The freedom riders were a brave group of individuals that decided to get on buses and head to the deep south to challenge strict segregation laws. This idea alarmed people who opposed civil rights but also alarmed people who were helping to further the civil rights movement. Hearing these individuals’ stories was unimaginable. I thought to myself, “Would I be able to sit there and be able to handle all these harsh words being screamed at me or would I be able to have hot coffee thrown on me?”. In the documentary, the students who left Nashville, Tennessee to finish the freedom ride mentioned how they had signed their last wills and testaments before they left for Birmingham. They knew that there was a possibility that they could die but they still choose to fight for progress.
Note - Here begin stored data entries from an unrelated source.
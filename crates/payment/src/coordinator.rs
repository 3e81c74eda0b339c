//! Payment side of the booking-payment saga.

use chrono::Utc;
use common::{BookingId, Money, PaymentId};
use messaging::{BookingEvent, PaymentEvent, PaymentNotification, Publisher};

use crate::aggregate::Payment;
use crate::directory::BookingDirectory;
use crate::error::{PaymentError, Result};
use crate::state::{PaymentMethod, PaymentStatus};
use crate::store::PaymentStore;

/// Command to open a payment for a booking.
#[derive(Debug, Clone, Copy)]
pub struct CreatePayment {
    pub booking_id: BookingId,
    pub amount: Money,
    pub payment_method: PaymentMethod,
}

impl CreatePayment {
    pub fn new(booking_id: BookingId, amount: Money, payment_method: PaymentMethod) -> Self {
        Self {
            booking_id,
            amount,
            payment_method,
        }
    }
}

/// Opens payments against bookings and turns gateway outcomes into
/// notifications for the booking service.
pub struct PaymentCoordinator<S, D, P>
where
    S: PaymentStore,
    D: BookingDirectory,
    P: Publisher<PaymentNotification>,
{
    store: S,
    bookings: D,
    publisher: P,
}

impl<S, D, P> PaymentCoordinator<S, D, P>
where
    S: PaymentStore,
    D: BookingDirectory,
    P: Publisher<PaymentNotification>,
{
    /// Creates a coordinator reading bookings from `bookings` and notifying
    /// the booking service through `publisher`.
    pub fn new(store: S, bookings: D, publisher: P) -> Self {
        Self {
            store,
            bookings,
            publisher,
        }
    }

    pub fn store(&self) -> &S {
        &self.store
    }

    /// Opens a pending payment for an existing booking that has none yet.
    #[tracing::instrument(skip(self), fields(booking_id = %cmd.booking_id))]
    pub async fn create_payment(&self, cmd: CreatePayment) -> Result<Payment> {
        if !cmd.amount.is_positive() {
            return Err(PaymentError::InvalidInput(
                "amount must be greater than 0".to_string(),
            ));
        }

        let booking = self.bookings.get_booking(cmd.booking_id).await?;

        if self.store.find_by_booking(cmd.booking_id).await?.is_some() {
            return Err(PaymentError::AlreadyExists(cmd.booking_id));
        }

        let payment = Payment::open(&booking, cmd.amount, cmd.payment_method, Utc::now());
        // The store re-checks under its own lock; the read above only fails fast.
        self.store.insert(&payment).await?;

        metrics::counter!("payments_created_total").increment(1);
        tracing::info!(
            payment_id = %payment.id,
            amount = %payment.amount,
            method = %payment.payment_method,
            "payment created"
        );

        Ok(payment)
    }

    /// Applies an outcome reported by the payment gateway.
    ///
    /// This is the guarded saga transition. The new status is persisted
    /// first; the booking service is then told `payment.success` (PAID) or
    /// `payment.failed` (FAILED, EXPIRED). If that notification fails the
    /// error is returned but the stored status is kept.
    #[tracing::instrument(skip(self))]
    pub async fn handle_gateway_webhook(
        &self,
        payment_id: PaymentId,
        outcome: PaymentStatus,
    ) -> Result<Payment> {
        let mut payment = self
            .store
            .get(payment_id)
            .await?
            .ok_or(PaymentError::PaymentNotFound(payment_id))?;

        if let Err(e) = payment.resolve(outcome, Utc::now()) {
            tracing::warn!(error = %e, "gateway outcome rejected");
            return Err(e);
        }

        if payment.status.is_pending() {
            return Ok(payment);
        }

        if !self.store.update_if_pending(&payment).await? {
            let current = self
                .store
                .get(payment_id)
                .await?
                .map(|p| p.status)
                .unwrap_or(payment.status);
            tracing::warn!(status = %current, "payment resolved concurrently");
            return Err(PaymentError::NotPending {
                payment_id,
                status: current,
            });
        }

        metrics::counter!("payment_transitions_total", "to" => payment.status.as_str())
            .increment(1);
        tracing::info!(status = %payment.status, "payment resolved");

        let event = match payment.status {
            PaymentStatus::Paid => PaymentEvent::Success,
            _ => PaymentEvent::Failed,
        };
        let message = PaymentNotification::new(
            event,
            payment.id,
            payment.booking_id,
            payment.status.as_str(),
        );

        if let Err(e) = self.publisher.publish(message).await {
            metrics::counter!("notifications_failed_total", "target" => "booking").increment(1);
            tracing::warn!(booking_id = %payment.booking_id, %event, error = %e, "booking notification failed");
            return Err(e.into());
        }

        Ok(payment)
    }

    /// Applies a booking lifecycle event delivered by the booking service.
    ///
    /// `booking.expired` and `booking.cancelled` both expire the booking's
    /// open payment. Any other event name is rejected.
    #[tracing::instrument(skip(self))]
    pub async fn handle_booking_notification(
        &self,
        event: &str,
        booking_id: BookingId,
    ) -> Result<Option<Payment>> {
        let event: BookingEvent = event.parse().map_err(PaymentError::UnknownEvent)?;

        match event {
            BookingEvent::Expired | BookingEvent::Cancelled => {
                self.handle_booking_expired(booking_id).await
            }
        }
    }

    /// Expires the pending payment of a booking whose hold ended.
    ///
    /// A booking with no payment, or whose payment is already resolved, is
    /// left alone. Returns the payment as stored afterwards, if any.
    pub async fn handle_booking_expired(&self, booking_id: BookingId) -> Result<Option<Payment>> {
        let Some(mut payment) = self.store.find_by_booking(booking_id).await? else {
            tracing::debug!(%booking_id, "no payment for expired booking");
            return Ok(None);
        };

        if !payment.status.is_pending() {
            return Ok(Some(payment));
        }

        payment.resolve(PaymentStatus::Expired, Utc::now())?;

        if self.store.update_if_pending(&payment).await? {
            metrics::counter!("payment_transitions_total", "to" => payment.status.as_str())
                .increment(1);
            tracing::info!(payment_id = %payment.id, "payment expired with its booking");
            Ok(Some(payment))
        } else {
            self.store.get(payment.id).await
        }
    }

    /// Administrative status overwrite.
    ///
    /// Unlike [`Self::handle_gateway_webhook`] this applies regardless of
    /// the current status and never notifies the booking service.
    #[tracing::instrument(skip(self))]
    pub async fn update_payment_status(
        &self,
        payment_id: PaymentId,
        status: PaymentStatus,
    ) -> Result<Payment> {
        let mut payment = self
            .store
            .get(payment_id)
            .await?
            .ok_or(PaymentError::PaymentNotFound(payment_id))?;

        let previous = payment.status;
        payment.override_status(status, Utc::now());
        self.store.update(&payment).await?;

        tracing::info!(from = %previous, to = %status, "payment status overridden");
        Ok(payment)
    }

    pub async fn get_payment(&self, payment_id: PaymentId) -> Result<Payment> {
        self.store
            .get(payment_id)
            .await?
            .ok_or(PaymentError::PaymentNotFound(payment_id))
    }

    pub async fn list_payments(&self) -> Result<Vec<Payment>> {
        self.store.list().await
    }
}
Those students said, “We cannot let violence overcome nonviolence.”. I think about this as I am in college only a couple years younger than these freedom riders and I cannot imagine myself signing my last will. Throughout this documentary, I also thought about how much of this movement was actually a political battle. Everyone was just waiting for President Kennedy to make a move against Bull Connor and the Alabama police forces. Not only did these freedom riders want to start a national movement, it caused much more uproar from a political standpoint through President Kennedy’s staff and through Alabama’s political figures. I was shocked at the lack of motivation and involvement that was portrayed by local law enforcement. State police officers were shouting racial slurs and awful things to these freedom riders as they were forced to protect them from the airplane to the airport. I was caught off guard on how many people just let this hatred and violence happen. Everyone seemed to sit back and watch as innocent people were getting hurt because they were fighting for their God given rights.